## Importação dos pacotes

In [1]:
import collections
import itertools
import functools
import math
import random

import torch
import torch.nn as nn
import numpy as np
from torch.utils.data import DataLoader
from tqdm import tqdm_notebook


In [2]:
if torch.cuda.is_available(): 
   dev = "cuda:0"
else: 
   dev = "cpu"
device = torch.device(dev)
print('Using {}'.format(device))

Using cuda:0


## Implementação do MyDataset

In [3]:
from typing import List
from tqdm.notebook import tqdm


def tokenize(text: str, tokenizer):
    # Recomenda-se usar o tokenizer.batch_encode_plus pois é mais rápido.
    return tokenizer(text, return_tensors=None, add_special_tokens=False).input_ids


class MyDataset():
    def __init__(self, texts: List[str], tokenizer, max_seq_length: int):
        self.max_seq_length = max_seq_length
        self.tokenized_texts = []
        for text in tqdm(texts):
            tokenized_text = tokenize(f'[CLS] {text}', tokenizer)
            tokenized_text += [tokenizer.vocab['[PAD]']] * max(0, 1 + max_seq_length - len(tokenized_text))
            
            for i in range(0, len(tokenized_text) - 1, max_seq_length):
                
                if i + max_seq_length < len(tokenized_text):
                    self.tokenized_texts.append(tokenized_text[i: i + max_seq_length + 1])
                else:
                    self.tokenized_texts.append(tokenized_text[-max_seq_length - 1:])
                    
        self.tokenized_texts = torch.LongTensor(self.tokenized_texts)

    def __len__(self):
        return len(self.tokenized_texts)

    def __getitem__(self, idx):
        x_y = self.tokenized_texts[idx]
        return x_y[:-1], x_y[1:]

## Testando se a implementação do MyDataset está correta

In [4]:
from transformers import BertTokenizer

tokenizer = BertTokenizer.from_pretrained("neuralmind/bert-base-portuguese-cased")
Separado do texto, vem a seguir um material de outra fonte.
pub async fn list_ontology_groups<S: Store + 'static>(
    State(store): State<AppState<S>>,
) -> ApiResult<Vec<OntologyGroupResponse>> {
    let type_ids = store
        .list_ontology_type_ids()
        .await
        .map_err(|e| fail(e.into()))?;
    let mut groups = Vec::new();
    for type_id in type_ids {
        let roots = crate::logic::ontology_ops::roots_of_type(store.as_ref(), type_id)
            .await
            .map_err(fail)?;
        groups.push(OntologyGroupResponse {
            type_id,
            roots: roots.iter().map(OntologyNodeSummary::from).collect(),
        });
    }
    Ok(Json(groups))
}

pub async fn get_ontology_group<S: Store + 'static>(
    State(store): State<AppState<S>>,
    Path(type_id): Path<Id>,
) -> ApiResult<OntologyGroupResponse> {
    let roots = crate::logic::ontology_ops::roots_of_type(store.as_ref(), type_id)
        .await
        .map_err(fail)?;
    if roots.is_empty() {
        return Err(fail(ApiError::NotFound));
    }
    Ok(Json(OntologyGroupResponse {
        type_id,
        roots: roots.iter().map(OntologyNodeSummary::from).collect(),
    }))
}

pub async fn get_ontology_node<S: Store + 'static>(
    State(store): State<AppState<S>>,
    Path((type_id, node_id)): Path<(Id, Id)>,
) -> ApiResult<crate::model::OntologyNode> {
    let node = store
        .get_ontology_node(node_id)
        .await
        .map_err(|e| fail(e.into()))?
        .filter(|node| node.type_id == type_id)
        .ok_or_else(|| fail(ApiError::NotFound))?;
    Ok(Json(node))
}
use serde::{Deserialize, Serialize};

use crate::model::Id;

/// A typed node inside the clinical ontology DAG.
///
/// Parent/child edges are stored on both sides; a node is a root iff it
/// has no parents and a leaf iff it has no children. `search_vector` is
/// recomputed from the name on every write, so full-text matching never
/// depends on an external trigger.
#[derive(Debug, Clone, PartialEq, Serialize, Deserialize)]
pub struct OntologyNode {
    pub id: Id,
    /// Ontology category (e.g. disease classification, anatomy).
    pub type_id: Id,
    pub name: String,
    #[serde(skip_serializing_if = "Option::is_none")]
    pub atlas_id: Option<Id>,
    #[serde(default)]
    pub parents: Vec<Id>,
    #[serde(default)]
    pub children: Vec<Id>,
    /// Lowercased token soup derived from `name`.
    #[serde(default)]
    pub search_vector: String,
}

impl OntologyNode {
    pub fn new(id: Id, type_id: Id, name: &str) -> Self {
        let mut node = Self {
            id,
            type_id,
            name: name.to_string(),
            atlas_id: None,
            parents: Vec::new(),
            children: Vec::new(),
            search_vector: String::new(),
        };
        node.refresh_search_vector();
        node
    }

    pub fn is_root(&self) -> bool {
        self.parents.is_empty()
    }

    pub fn is_leaf(&self) -> bool {
        self.children.is_empty()
    }

    /// Rebuild the search vector from the node name.
    pub fn refresh_search_vector(&mut self) {
        self.search_vector = self
            .name
            .split(|c: char| !c.is_alphanumeric())
            .filter(|t| !t.is_empty())
            .map(|t| t.to_lowercase())
            .collect::<Vec<_>>()
            .join(" ");
    }

    /// Whether the node's search vector matches every token of `query`.
    pub fn matches_search(&self, query: &str) -> bool {
        let vector = &self.search_vector;
        query
            .split_whitespace()
            .all(|token| vector.contains(&token.to_lowercase()))
    }
}

/// Lightweight projection used when listing grouped ontology roots.
#[derive(Debug, Clone, PartialEq, Serialize, Deserialize)]
pub struct OntologyNodeSummary {
    pub id: Id,
    pub name: String,
    pub type_id: Id,
    pub is_leaf: bool,
}

impl From<&OntologyNode> for OntologyNodeSummary {
    fn from(node: &OntologyNode) -> Self {
        Self {
            id: node.id,
            name: node.name.clone(),
            type_id: node.type_id,
            is_leaf: node.is_leaf(),
        }
    }
}

#[cfg(test)]
mod tests {
    use super::*;

    #[test]
    fn search_vector_follows_name() {
        let mut node = OntologyNode::new(1, 1, "Chronic Kidney-Disease");
        assert_eq!(node.search_vector, "chronic kidney disease");
        assert!(node.matches_search("kidney chronic"));
        assert!(!node.matches_search("liver"));

        node.name = "Hypertension".to_string();
        node.refresh_search_vector();
        assert!(node.matches_search("hyper"));
    }

    #[test]
    fn root_and_leaf_follow_edges() {
        let mut node = OntologyNode::new(1, 1, "root");
        assert!(node.is_root());
        assert!(node.is_leaf());
        node.children.push(2);
        assert!(!node.is_leaf());
        node.parents.push(3);
        assert!(!node.is_root());
    }
}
dummy_texts = ['Eu gosto de correr', 'Ela gosta muito de comer pizza']

dummy_dataset = MyDataset(texts=dummy_texts, tokenizer=tokenizer, max_seq_length=9)
dummy_loader = DataLoader(dummy_dataset, batch_size=6, shuffle=False)
assert len(dummy_dataset) == 2
print('Passou no assert de tamanho do dataset.')

first_batch_input, first_batch_target = next(iter(dummy_loader))
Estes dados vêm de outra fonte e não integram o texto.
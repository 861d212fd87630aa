use anyhow::Result;
use chrono::Utc;

use crate::logic::template_schema::compute_template_version;
use crate::model::{
    Brand, CodingSystem, DataSource, EntityClass, FieldDef, FieldType, Group, OntologyNode, Tag,
    Template, TemplateDefinition, TemplateDetails,
};
use crate::store::traits::Store;

const SYSTEM_USER: &str = "system";

fn coding_systems() -> Vec<CodingSystem> {
    vec![
        CodingSystem::new(1, "ICD-10", "code", "description"),
        CodingSystem::new(2, "SNOMED CT", "conceptid", "term"),
        CodingSystem::new(3, "Read codes v2", "read_code", "pref_term_30"),
        CodingSystem::new(4, "CTV3", "read_code", "term"),
        CodingSystem::new(5, "OPCS-4", "opcs_code", "description"),
        CodingSystem::new(6, "BNF", "bnf_code", "name"),
        CodingSystem::new(7, "dm+d", "dmd_code", "term"),
        CodingSystem::new(8, "MeSH", "code", "description"),
    ]
}

/// The base clinical-phenotype template bound to the PH entity class.
fn clinical_phenotype_template() -> Template {
    let now = Utc::now();
    let definition = TemplateDefinition {
        template_details: TemplateDetails {
            version: 1,
            name: Some("Clinical-Coded Phenotype".to_string()),
            description: Some(
                "Phenotype defined by one or more clinical codelists".to_string(),
            ),
        },
        fields: vec![
            {
                let mut field = FieldDef::new("type", "Phenotype Type", FieldType::Enum)
                    .mandatory()
                    .filterable();
                field.validation.kind = Some("enum".to_string());
                field.validation.options = Some(
                    serde_json::json!({
                        "1": "Biomarker",
                        "2": "Disease or syndrome",
                        "3": "Drug",
                        "4": "Lifestyle risk factor",
                        "5": "Musculoskeletal",
                        "6": "Surgical procedure"
                    })
                    .as_object()
                    .cloned()
                    .unwrap_or_default(),
                );
                field
            },
            {
                let mut field = FieldDef::new(
                    "concept_information",
                    "Clinical Codelists",
                    FieldType::ClinicalConcept,
                );
                field.validation.kind = Some("int_array".to_string());
                field.validation.has_children = true;
                field
            },
            {
                let mut field =
                    FieldDef::new("coding_system", "Coding System", FieldType::CodingSystem)
                        .filterable();
                field.validation.kind = Some("int_array".to_string());
                field.validation.source = Some(crate::model::FieldSource {
                    table: "coding_systems".to_string(),
                    query: "id".to_string(),
                    relative: "name".to_string(),
                    filter: None,
                    include: Vec::new(),
                    trees: None,
                });
                field
            },
            {
                let mut field =
                    FieldDef::new("data_sources", "Data Sources", FieldType::DataSources)
                        .filterable();
                field.validation.kind = Some("int_array".to_string());
                field.validation.source = Some(crate::model::FieldSource {
                    table: "data_sources".to_string(),
                    query: "id".to_string(),
                    relative: "name".to_string(),
                    filter: None,
                    include: Vec::new(),
                    trees: None,
                });
                field
            },
            {
                let mut field = FieldDef::new("sex", "Sex", FieldType::Enum).filterable();
                field.validation.kind = Some("enum".to_string());
                field.validation.options = Some(
                    serde_json::json!({ "1": "Female", "2": "Male", "3": "Both" })
                        .as_object()
                        .cloned()
                        .unwrap_or_default(),
                );
                field
            },
            {
                let mut field = FieldDef::new(
                    "event_date_range",
                    "Valid Event Date Range",
                    FieldType::StringInputbox,
                );
                field.validation.kind = Some("string".to_string());
                field.validation.sanitise = true;
                field
            },
        ],
        card_type: Some("clinical".to_string()),
        detail_page_sections: Vec::new(),
        layout_order: vec![
            "name".to_string(),
            "author".to_string(),
            "type".to_string(),
            "definition".to_string(),
            "concept_information".to_string(),
        ],
        entity_filters: vec![
            "type".to_string(),
            "coding_system".to_string(),
            "data_sources".to_string(),
            "tags".to_string(),
            "collections".to_string(),
        ],
        entity_order: None,
        entity_statistics: None,
    };

    Template {
        id: 1,
        name: "Clinical-Coded Phenotype".to_string(),
        template_version: compute_template_version(&definition),
        definition,
        entity_class_id: Some(1),
        created_by: SYSTEM_USER.to_string(),
        created_at: now,
        updated_by: SYSTEM_USER.to_string(),
        updated_at: now,
    }
}

/// Idempotent bootstrap of the reference registries, the base template
/// and a demo brand/taxonomy. Safe to run on every startup.
pub async fn load_seed_data<S: Store + ?Sized>(store: &S) -> Result<()> {
    for coding_system in coding_systems() {
        store.upsert_coding_system(coding_system).await?;
    }

    if store.get_entity_class("PH").await?.is_none() {
        store
            .upsert_entity_class(EntityClass {
                id: 1,
                name: "Phenotype".to_string(),
                entity_prefix: "PH".to_string(),
                entity_count: 0,
                description: Some("Clinical-coded phenotype definitions".to_string()),
            })
            .await?;
    }

    if store.get_template(1).await?.is_none() {
        store
            .save_template(clinical_phenotype_template(), SYSTEM_USER)
            .await?;
    }

    if store.get_brand(1).await?.is_none() {
        store
            .upsert_brand(Brand::new(1, "main", "Phenotype Library"))
            .await?;
    }

    if store.list_tags(None).await?.is_empty() {
        store.upsert_tag(Tag::tag(1, "preprint")).await?;
        store.upsert_tag(Tag::tag(2, "peer reviewed")).await?;
        store.upsert_tag(Tag::collection(10, "Breathe", None)).await?;
        store
            .upsert_tag(Tag::collection(11, "BREATHE Asthma", Some(1)))
            .await?;
    }

    if store.list_data_sources().await?.is_empty() {
        store
            .upsert_data_source(DataSource {
                id: 1,
                name: "Clinical Practice Research Datalink".to_string(),
                uid: Some("CPRD".to_string()),
                url: None,
            })
            .await?;
        store
            .upsert_data_source(DataSource {
                id: 2,
                name: "Hospital Episode Statistics".to_string(),
                uid: Some("HES".to_string()),
                url: None,
            })
            .await?;
    }

    if store.list_groups().await?.is_empty() {
        store
            .upsert_group(Group {
                id: 1,
                name: "Research Group".to_string(),
            })
            .await?;
    }

    if store.list_ontology_type_ids().await?.is_empty() {
        for node in demo_ontology() {
            store.upsert_ontology_node(node).await?;
        }
    }

    log::info!("seed data loaded");
    Ok(())
}

/// A small disease-classification sample: a root with two children, one
/// of which has a grandchild.
fn demo_ontology() -> Vec<OntologyNode> {
    let mut respiratory = OntologyNode::new(1, 1, "Diseases of the respiratory system");
    let mut asthma = OntologyNode::new(2, 1, "Asthma");
    let mut copd = OntologyNode::new(3, 1, "Chronic obstructive pulmonary disease");
    let mut severe_asthma = OntologyNode::new(4, 1, "Severe asthma");

    respiratory.children = vec![2, 3];
    asthma.parents = vec![1];
    asthma.children = vec![4];
    copd.parents = vec![1];
    severe_asthma.parents = vec![2];

    vec![respiratory, asthma, copd, severe_asthma]
}

#[cfg(test)]
mod tests {
    use super::*;
    use crate::store::memory::MemoryStore;
    use crate::store::traits::{CodingSystemStore, EntityStore, TemplateStore};

    #[tokio::test]
    async fn seed_is_idempotent() {
        let store = MemoryStore::new();
        load_seed_data(&store).await.unwrap();
        load_seed_data(&store).await.unwrap();

        assert_eq!(store.list_coding_systems().await.unwrap().len(), 8);
        assert_eq!(store.list_templates().await.unwrap().len(), 1);
        let class = store.get_entity_class("PH").await.unwrap().unwrap();
        assert_eq!(class.entity_count, 0);
    }

    #[test]
    fn template_version_is_content_derived() {
        let template = clinical_phenotype_template();
        assert_eq!(
            template.template_version,
            template.definition.template_details.version
        );
    }
}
correct_first_batch_input = torch.LongTensor(
    [[  101,  3396, 10303,   125, 13239,     0,     0,     0,     0],
     [  101,  1660,  5971,   785,   125,  1847, 13779, 15616,     0]])

correct_first_batch_target = torch.LongTensor(
    [[ 3396, 10303,   125, 13239,     0,     0,     0,     0,     0],
     [ 1660,  5971,   785,   125,  1847, 13779, 15616,     0,     0]])

assert torch.equal(first_batch_input, correct_first_batch_input)
assert torch.equal(first_batch_target, correct_first_batch_target)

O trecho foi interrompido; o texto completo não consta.